**WORK TO BE COMPLETED:** All lines from the start of the listing below through the line containing "impl<B: AppendableSequence> Extends<B>" are to be written out again exactly, and no others.

• • • •

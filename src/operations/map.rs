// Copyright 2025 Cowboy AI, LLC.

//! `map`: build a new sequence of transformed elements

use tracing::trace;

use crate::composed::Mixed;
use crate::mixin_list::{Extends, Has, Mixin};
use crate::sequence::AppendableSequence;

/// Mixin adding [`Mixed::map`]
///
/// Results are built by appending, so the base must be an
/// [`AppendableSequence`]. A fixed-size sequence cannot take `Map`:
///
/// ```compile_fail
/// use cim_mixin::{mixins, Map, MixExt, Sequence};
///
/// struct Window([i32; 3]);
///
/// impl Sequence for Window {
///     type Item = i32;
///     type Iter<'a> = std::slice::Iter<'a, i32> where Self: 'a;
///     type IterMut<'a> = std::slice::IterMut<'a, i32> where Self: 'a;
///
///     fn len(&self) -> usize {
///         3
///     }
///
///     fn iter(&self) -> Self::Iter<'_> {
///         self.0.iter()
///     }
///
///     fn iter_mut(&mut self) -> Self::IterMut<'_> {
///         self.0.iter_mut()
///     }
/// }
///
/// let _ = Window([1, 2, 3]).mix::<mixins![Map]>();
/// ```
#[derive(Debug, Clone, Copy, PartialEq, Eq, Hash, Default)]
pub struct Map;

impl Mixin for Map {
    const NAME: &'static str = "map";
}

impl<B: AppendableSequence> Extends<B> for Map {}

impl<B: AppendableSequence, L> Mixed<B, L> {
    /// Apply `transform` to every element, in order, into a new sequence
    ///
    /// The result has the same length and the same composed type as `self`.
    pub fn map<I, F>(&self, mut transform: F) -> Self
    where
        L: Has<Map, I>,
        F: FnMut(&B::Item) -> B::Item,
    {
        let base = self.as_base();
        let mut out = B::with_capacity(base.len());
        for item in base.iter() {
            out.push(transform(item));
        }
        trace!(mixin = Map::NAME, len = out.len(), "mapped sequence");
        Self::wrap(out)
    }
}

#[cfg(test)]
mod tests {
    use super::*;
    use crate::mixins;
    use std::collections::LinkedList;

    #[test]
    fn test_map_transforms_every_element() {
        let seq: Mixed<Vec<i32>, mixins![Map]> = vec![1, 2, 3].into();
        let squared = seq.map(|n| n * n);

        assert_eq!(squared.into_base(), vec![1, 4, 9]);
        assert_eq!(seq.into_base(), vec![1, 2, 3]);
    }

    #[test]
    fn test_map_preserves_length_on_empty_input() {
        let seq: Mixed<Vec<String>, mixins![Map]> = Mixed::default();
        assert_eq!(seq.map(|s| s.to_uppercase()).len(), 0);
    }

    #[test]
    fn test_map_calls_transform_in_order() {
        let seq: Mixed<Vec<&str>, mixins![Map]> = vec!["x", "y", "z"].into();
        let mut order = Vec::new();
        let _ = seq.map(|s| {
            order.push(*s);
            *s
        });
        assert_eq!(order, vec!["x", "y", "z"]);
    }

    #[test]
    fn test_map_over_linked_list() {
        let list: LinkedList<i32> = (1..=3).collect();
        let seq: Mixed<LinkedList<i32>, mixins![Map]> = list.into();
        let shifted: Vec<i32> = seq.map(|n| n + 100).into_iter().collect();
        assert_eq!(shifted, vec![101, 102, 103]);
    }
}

• • • •

**RESULT OF THE EXERCISE:**
filename src/operations/map.rs
// Copyright 2025 Cowboy AI, LLC.

//! `map`: build a new sequence of transformed elements

use tracing::trace;

use crate::composed::Mixed;
use crate::mixin_list::{Extends, Has, Mixin};
use crate::sequence::AppendableSequence;

/// Mixin adding [`Mixed::map`]
///
/// Results are built by appending, so the base must be an
/// [`AppendableSequence`]. A fixed-size sequence cannot take `Map`:
///
/// ```compile_fail
/// use cim_mixin::{mixins, Map, MixExt, Sequence};
///
/// struct Window([i32; 3]);
///
/// impl Sequence for Window {
///     type Item = i32;
///     type Iter<'a> = std::slice::Iter<'a, i32> where Self: 'a;
///     type IterMut<'a> = std::slice::IterMut<'a, i32> where Self: 'a;
///
///     fn len(&self) -> usize {
///         3
///     }
///
///     fn iter(&self) -> Self::Iter<'_> {
///         self.0.iter()
///     }
///
///     fn iter_mut(&mut self) -> Self::IterMut<'_> {
///         self.0.iter_mut()
///     }
/// }
///
/// let _ = Window([1, 2, 3]).mix::<mixins![Map]>();
/// ```
#[derive(Debug, Clone, Copy, PartialEq, Eq, Hash, Default)]
pub struct Map;

impl Mixin for Map {
    const NAME: &'static str = "map";
}

impl<B: AppendableSequence> Extends<B> for Map {}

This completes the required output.